Matt (Michael Walters, pictured below, with Ames) and Brian (Giles Cooper), the aforementioned couple bringing trainer Steve into the fold, aren’t fully fleshed out either. Brian is a cartoon villain with “a great ass”, and Gerrard doesn’t let Matt and Steven have an interesting enough conversation about Matt and Brian’s polyamorous relationship. The fact that everybody is called Steve doesn’t help matters.
At its worst, Steve feels like being sat next to a group of theatre kids in a student bar. References to Sondheim are all well and good, but when they happen every other line, you get a bit tired. (Maybe I’m just grumpy because I didn’t understand most of them.) In a play that’s always threatening to turn into a musical, the fact that it doesn’t is almost a disappointment.
Carrie asks Steven if he ever wonders if their conversations are “just noise”: a moment of startling self-awareness from Gerrard.

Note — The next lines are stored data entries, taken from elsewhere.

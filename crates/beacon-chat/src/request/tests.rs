//! Tests for the single-flight request manager.

use super::*;
use crate::testing::ScriptedTransport;

fn manager(transport: &Arc<ScriptedTransport>) -> RequestManager {
    RequestManager::new(transport.clone(), Duration::from_secs(45))
}

fn ask(text: &str) -> AskRequest {
    AskRequest::new(text, &[])
}

#[test]
fn tokens_increase_and_only_latest_is_active() {
    let transport = Arc::new(ScriptedTransport::new());
    let mut requests = manager(&transport);

    let first = requests.begin();
    let second = requests.begin();

    assert!(second.token() > first.token());
    assert!(first.is_cancelled());
    assert!(!second.is_cancelled());
    assert!(!requests.is_active(first.token()));
    assert!(requests.is_active(second.token()));
}

#[test]
fn finish_rejects_stale_token() {
    let transport = Arc::new(ScriptedTransport::new());
    let mut requests = manager(&transport);

    let first = requests.begin();
    let second = requests.begin();

    assert!(!requests.finish(first.token()));
    assert!(requests.finish(second.token()));
    assert_eq!(requests.active(), None);
    assert!(!requests.finish(second.token()));
}

#[test]
fn cancel_clears_active_ticket() {
    let transport = Arc::new(ScriptedTransport::new());
    let mut requests = manager(&transport);
    assert_eq!(requests.cancel(), None);

    let ticket = requests.begin();
    assert_eq!(requests.cancel(), Some(ticket.token()));
    assert!(ticket.is_cancelled());
    assert_eq!(requests.active(), None);
}

#[test]
fn token_display() {
    let transport = Arc::new(ScriptedTransport::new());
    let mut requests = manager(&transport);
    let ticket = requests.begin();
    assert_eq!(ticket.token().to_string(), "req-1");
    assert_eq!(ticket.token().value(), 1);
}

#[test]
fn outcome_from_transport_result() {
    assert_eq!(
        RequestOutcome::from(Ok("hi".to_string())),
        RequestOutcome::Success("hi".into())
    );
    assert_eq!(
        RequestOutcome::from(Err(TransportError::Http {
            status: 502,
            detail: None
        })),
        RequestOutcome::HttpError {
            status: 502,
            detail: None
        }
    );
    assert_eq!(
        RequestOutcome::from(Err(TransportError::Network("empty response".into()))),
        RequestOutcome::NetworkError("empty response".into())
    );
}

#[tokio::test]
async fn issue_returns_transport_reply() {
    let transport = Arc::new(ScriptedTransport::replying([Ok("Result: 3".to_string())]));
    let mut requests = manager(&transport);
    let ticket = requests.begin();

    let outcome = requests.issue(&ticket, ask("failed jobs?")).await;
    assert_eq!(outcome, RequestOutcome::Success("Result: 3".into()));
    assert_eq!(transport.request(0).message, "failed jobs?");
}

#[tokio::test]
async fn issue_classifies_http_error() {
    let transport = Arc::new(ScriptedTransport::replying([Err(TransportError::Http {
        status: 429,
        detail: Some("Too many requests.".into()),
    })]));
    let mut requests = manager(&transport);
    let ticket = requests.begin();

    let outcome = requests.issue(&ticket, ask("q")).await;
    assert_eq!(
        outcome,
        RequestOutcome::HttpError {
            status: 429,
            detail: Some("Too many requests.".into())
        }
    );
}

#[tokio::test(start_paused = true)]
async fn issue_times_out_and_drops_the_call() {
    let transport = Arc::new(ScriptedTransport::new());
    let mut requests = manager(&transport);
    let ticket = requests.begin();

    let started = tokio::time::Instant::now();
    let outcome = requests.issue(&ticket, ask("slow")).await;

    assert_eq!(outcome, RequestOutcome::Timeout);
    assert!(started.elapsed() >= Duration::from_secs(45));
    assert!(ticket.is_cancelled());
    assert!(!transport.resolve(0, Ok("too late".into())));
}

#[tokio::test]
async fn superseding_cancels_pending_issue() {
    let transport = Arc::new(ScriptedTransport::new());
    let mut requests = manager(&transport);
    let first = requests.begin();
    let pending = tokio::spawn(requests.issue(&first, ask("one")));
    transport.wait_for_calls(1).await;

    let _second = requests.begin();

    assert_eq!(pending.await.unwrap(), RequestOutcome::Cancelled);
    assert!(!transport.resolve(0, Ok("stale".into())));
}

#[tokio::test]
async fn cancelled_ticket_never_reaches_transport() {
    let transport = Arc::new(ScriptedTransport::replying([Ok("unused".to_string())]));
    let mut requests = manager(&transport);
    let ticket = requests.begin();
    requests.cancel();

    let outcome = requests.issue(&ticket, ask("q")).await;
    assert_eq!(outcome, RequestOutcome::Cancelled);
    assert_eq!(transport.call_count(), 0);
}
//! Assistant chat configuration types.

use std::time::Duration;

use serde::{Deserialize, Serialize};

/// Assistant chat settings.
#[derive(Debug, Clone, PartialEq, Eq, Serialize, Deserialize)]
#[serde(default)]
pub struct ChatConfig {
    /// Backend origin (valid: http:// or https:// URL).
    pub base_url: String,
    /// Seconds before an ask is abandoned (valid range: 1-600).
    pub request_timeout_secs: u32,
    /// Minimum seconds between sends (valid range: 0-3600).
    pub cooldown_secs: u32,
    /// Countdown refresh cadence in milliseconds (valid range: 50-10000).
    pub countdown_tick_ms: u32,
    /// Longest accepted input, in characters (valid range: 1-10000).
    pub max_input_chars: u32,
    /// Seconds to wait for a TCP connection (valid range: 1-120).
    pub connect_timeout_secs: u32,
}

impl Default for ChatConfig {
    fn default() -> Self {
        Self {
            base_url: "http://localhost:8000".into(),
            request_timeout_secs: 45,
            cooldown_secs: 15,
            countdown_tick_ms: 500,
            max_input_chars: 250,
            connect_timeout_secs: 10,
        }
    }
}

impl ChatConfig {
    pub fn request_timeout(&self) -> Duration {
        Duration::from_secs(u64::from(self.request_timeout_secs))
    }

    pub fn cooldown(&self) -> Duration {
        Duration::from_secs(u64::from(self.cooldown_secs))
    }

    pub fn countdown_tick(&self) -> Duration {
        Duration::from_millis(u64::from(self.countdown_tick_ms))
    }

    pub fn connect_timeout(&self) -> Duration {
        Duration::from_secs(u64::from(self.connect_timeout_secs))
    }
}
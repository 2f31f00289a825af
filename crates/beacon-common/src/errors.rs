use std::path::PathBuf;

#[derive(Debug, thiserror::Error)]
pub enum ConfigError {
    #[error("config file not found: {0}")]
    FileNotFound(PathBuf),

    #[error("config parse error: {0}")]
    ParseError(String),

    #[error("config validation error: {0}")]
    ValidationError(String),
}

/// Failures of the durable key-value slot behind the chat history.
///
/// These never reach the user; the history store logs them and keeps
/// the session running in memory.
#[derive(Debug, thiserror::Error)]
pub enum StorageError {
    #[error("storage io error on {path}: {source}")]
    Io {
        path: PathBuf,
        #[source]
        source: std::io::Error,
    },

    #[error("storage serialization error: {0}")]
    Serialize(#[from] serde_json::Error),

    #[error("storage unavailable: {0}")]
    Unavailable(String),
}

#[derive(Debug, thiserror::Error)]
pub enum BeaconError {
    #[error(transparent)]
    Config(#[from] ConfigError),

    #[error(transparent)]
    Storage(#[from] StorageError),

    #[error(transparent)]
    Io(#[from] std::io::Error),

    #[error("network error: {0}")]
    Network(String),
}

There are some pithy lines: “Lisa hasn’t abandoned me,” Carrie protests at one point, talking about her ex-partner. “She’s just… moved out.” But a lot of them get lost in the barrage of one-liners and frankly bizarre remarks. “God, I’m shocked,” says Matt, instead of being allowed to show that he’s shocked.
Theatre should be inclusive; Steve nonetheless feels like walking into a party full of people you don’t know, who are all talking about something you’ve never heard of. It seems like a play that Gerrard needed to write, and that Keates needed to direct. But it’s probably a much better experience if you’re a gay man of a certain age.